Materials provided –
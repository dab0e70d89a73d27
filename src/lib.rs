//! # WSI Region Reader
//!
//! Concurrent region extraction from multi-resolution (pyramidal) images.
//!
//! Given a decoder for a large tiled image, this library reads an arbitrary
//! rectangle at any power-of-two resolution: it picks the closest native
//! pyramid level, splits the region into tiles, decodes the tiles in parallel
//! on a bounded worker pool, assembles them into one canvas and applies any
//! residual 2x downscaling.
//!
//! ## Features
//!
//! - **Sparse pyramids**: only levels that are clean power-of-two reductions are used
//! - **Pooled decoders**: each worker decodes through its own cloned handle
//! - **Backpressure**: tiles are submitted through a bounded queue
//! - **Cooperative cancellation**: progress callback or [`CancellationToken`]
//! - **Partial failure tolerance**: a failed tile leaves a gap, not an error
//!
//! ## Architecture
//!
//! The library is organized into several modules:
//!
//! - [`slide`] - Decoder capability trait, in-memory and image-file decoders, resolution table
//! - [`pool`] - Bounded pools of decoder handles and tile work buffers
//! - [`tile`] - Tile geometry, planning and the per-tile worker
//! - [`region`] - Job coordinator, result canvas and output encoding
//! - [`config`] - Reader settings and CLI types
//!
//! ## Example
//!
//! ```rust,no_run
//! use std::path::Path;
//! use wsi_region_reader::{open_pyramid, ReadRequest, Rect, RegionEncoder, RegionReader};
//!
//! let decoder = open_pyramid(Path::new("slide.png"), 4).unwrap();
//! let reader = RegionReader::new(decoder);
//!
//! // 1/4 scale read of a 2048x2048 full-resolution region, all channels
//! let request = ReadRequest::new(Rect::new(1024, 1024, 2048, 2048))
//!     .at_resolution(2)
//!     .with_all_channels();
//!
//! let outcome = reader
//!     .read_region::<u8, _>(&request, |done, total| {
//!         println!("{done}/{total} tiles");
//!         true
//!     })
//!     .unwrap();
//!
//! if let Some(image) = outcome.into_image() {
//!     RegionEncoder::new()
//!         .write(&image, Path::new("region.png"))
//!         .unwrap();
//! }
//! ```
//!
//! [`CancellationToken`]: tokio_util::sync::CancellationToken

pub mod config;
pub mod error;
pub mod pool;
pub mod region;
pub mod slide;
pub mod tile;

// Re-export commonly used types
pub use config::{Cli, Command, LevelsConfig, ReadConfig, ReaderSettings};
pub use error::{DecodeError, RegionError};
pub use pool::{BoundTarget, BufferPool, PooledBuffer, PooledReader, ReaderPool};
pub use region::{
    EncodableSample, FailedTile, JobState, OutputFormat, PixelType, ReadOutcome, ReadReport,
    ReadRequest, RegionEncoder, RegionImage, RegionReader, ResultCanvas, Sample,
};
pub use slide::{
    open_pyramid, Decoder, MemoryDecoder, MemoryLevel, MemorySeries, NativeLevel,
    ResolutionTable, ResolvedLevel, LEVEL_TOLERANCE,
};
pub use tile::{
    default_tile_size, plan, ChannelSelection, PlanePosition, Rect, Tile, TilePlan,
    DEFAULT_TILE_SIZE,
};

---

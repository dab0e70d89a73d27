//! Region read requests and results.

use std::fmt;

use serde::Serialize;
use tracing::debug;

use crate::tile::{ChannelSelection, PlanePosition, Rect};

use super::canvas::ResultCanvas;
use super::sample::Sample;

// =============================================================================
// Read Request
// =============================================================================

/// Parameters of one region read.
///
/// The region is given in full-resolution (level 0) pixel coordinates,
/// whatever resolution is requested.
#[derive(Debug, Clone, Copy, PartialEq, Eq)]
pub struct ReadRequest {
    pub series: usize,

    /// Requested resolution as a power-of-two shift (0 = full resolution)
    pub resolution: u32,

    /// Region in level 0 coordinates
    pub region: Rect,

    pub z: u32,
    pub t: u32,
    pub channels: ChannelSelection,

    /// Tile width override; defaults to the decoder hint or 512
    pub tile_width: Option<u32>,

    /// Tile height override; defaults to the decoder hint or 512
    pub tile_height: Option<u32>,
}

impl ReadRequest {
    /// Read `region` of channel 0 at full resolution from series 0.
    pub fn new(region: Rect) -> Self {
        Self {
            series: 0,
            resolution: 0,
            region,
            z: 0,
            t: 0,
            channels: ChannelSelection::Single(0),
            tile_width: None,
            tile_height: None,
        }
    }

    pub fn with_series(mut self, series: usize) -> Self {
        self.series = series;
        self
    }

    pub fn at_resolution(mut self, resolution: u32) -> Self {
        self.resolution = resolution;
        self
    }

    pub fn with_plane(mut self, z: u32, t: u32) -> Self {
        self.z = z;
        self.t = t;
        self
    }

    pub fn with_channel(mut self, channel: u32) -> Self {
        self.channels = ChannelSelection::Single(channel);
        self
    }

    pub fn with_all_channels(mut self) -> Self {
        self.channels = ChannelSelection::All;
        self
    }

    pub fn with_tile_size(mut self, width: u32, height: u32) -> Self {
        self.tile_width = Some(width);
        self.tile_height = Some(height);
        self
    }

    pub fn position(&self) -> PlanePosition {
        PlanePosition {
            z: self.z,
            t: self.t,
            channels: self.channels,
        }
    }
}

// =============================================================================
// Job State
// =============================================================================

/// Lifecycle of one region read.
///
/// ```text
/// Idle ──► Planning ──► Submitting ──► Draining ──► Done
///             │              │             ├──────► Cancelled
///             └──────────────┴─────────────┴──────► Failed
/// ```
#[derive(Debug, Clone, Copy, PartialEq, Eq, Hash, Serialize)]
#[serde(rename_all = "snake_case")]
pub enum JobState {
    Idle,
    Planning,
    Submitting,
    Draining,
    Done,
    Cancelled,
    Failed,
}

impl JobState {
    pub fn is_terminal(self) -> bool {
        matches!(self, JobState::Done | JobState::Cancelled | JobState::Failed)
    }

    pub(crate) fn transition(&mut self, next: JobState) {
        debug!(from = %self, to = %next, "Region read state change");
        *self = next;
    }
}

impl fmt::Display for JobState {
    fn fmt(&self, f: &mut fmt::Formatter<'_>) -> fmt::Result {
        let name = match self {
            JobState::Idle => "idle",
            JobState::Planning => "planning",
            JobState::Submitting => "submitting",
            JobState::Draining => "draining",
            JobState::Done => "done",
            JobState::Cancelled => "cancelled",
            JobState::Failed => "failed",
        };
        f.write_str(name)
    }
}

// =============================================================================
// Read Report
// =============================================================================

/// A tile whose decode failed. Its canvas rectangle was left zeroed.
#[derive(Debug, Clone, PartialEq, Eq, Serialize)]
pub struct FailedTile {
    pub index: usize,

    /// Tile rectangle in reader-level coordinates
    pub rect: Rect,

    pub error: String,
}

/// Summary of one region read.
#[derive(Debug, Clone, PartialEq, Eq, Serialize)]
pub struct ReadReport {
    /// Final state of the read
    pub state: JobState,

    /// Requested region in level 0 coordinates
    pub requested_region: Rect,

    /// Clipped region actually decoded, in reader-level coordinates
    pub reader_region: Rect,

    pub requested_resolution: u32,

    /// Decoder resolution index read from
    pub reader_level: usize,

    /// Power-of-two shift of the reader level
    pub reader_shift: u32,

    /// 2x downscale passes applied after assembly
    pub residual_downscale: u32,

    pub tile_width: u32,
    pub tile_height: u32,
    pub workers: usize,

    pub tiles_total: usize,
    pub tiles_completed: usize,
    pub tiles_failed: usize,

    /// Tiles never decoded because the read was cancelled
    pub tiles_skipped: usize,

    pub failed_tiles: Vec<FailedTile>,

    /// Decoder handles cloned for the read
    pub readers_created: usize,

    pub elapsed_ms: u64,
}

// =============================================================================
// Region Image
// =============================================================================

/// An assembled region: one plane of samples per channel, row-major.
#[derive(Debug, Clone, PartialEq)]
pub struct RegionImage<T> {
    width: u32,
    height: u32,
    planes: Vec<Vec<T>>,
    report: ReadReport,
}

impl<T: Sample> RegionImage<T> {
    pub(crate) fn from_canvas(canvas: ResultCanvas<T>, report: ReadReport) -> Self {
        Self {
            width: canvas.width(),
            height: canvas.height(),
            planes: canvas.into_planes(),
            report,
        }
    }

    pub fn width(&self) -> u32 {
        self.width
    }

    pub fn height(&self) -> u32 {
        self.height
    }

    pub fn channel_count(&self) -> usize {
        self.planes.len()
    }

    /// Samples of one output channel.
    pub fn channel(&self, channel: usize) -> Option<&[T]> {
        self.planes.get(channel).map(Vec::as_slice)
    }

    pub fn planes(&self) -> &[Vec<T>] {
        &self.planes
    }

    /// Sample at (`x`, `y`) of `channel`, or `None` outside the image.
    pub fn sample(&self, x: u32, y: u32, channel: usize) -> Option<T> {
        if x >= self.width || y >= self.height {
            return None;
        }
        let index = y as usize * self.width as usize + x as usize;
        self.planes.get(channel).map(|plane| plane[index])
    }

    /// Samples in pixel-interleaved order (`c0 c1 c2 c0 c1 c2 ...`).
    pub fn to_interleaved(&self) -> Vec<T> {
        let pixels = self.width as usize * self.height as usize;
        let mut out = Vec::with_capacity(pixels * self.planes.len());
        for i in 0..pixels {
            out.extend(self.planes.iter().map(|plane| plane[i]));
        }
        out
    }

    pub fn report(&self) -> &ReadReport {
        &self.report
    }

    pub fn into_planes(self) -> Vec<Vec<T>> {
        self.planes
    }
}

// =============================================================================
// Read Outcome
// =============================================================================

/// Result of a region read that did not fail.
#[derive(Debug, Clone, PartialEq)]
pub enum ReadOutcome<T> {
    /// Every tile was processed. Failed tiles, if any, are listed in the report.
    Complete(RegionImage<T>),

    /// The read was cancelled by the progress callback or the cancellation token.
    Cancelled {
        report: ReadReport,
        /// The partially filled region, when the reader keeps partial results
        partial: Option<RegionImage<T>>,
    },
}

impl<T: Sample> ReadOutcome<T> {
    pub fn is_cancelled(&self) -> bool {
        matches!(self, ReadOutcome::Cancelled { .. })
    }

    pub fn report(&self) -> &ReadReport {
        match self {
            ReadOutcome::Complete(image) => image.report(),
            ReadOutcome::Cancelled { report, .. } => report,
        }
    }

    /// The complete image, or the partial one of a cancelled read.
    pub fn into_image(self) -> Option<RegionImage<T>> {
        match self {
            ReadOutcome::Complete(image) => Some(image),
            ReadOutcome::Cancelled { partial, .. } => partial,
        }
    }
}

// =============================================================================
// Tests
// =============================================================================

Your instructions – Search the entries for the word "decoders" and gather every line where it appears.

Finished task –
//! - **Pooled decoders**: each worker decodes through its own cloned handle
//! - [`slide`] - Decoder capability trait, in-memory and image-file decoders, resolution table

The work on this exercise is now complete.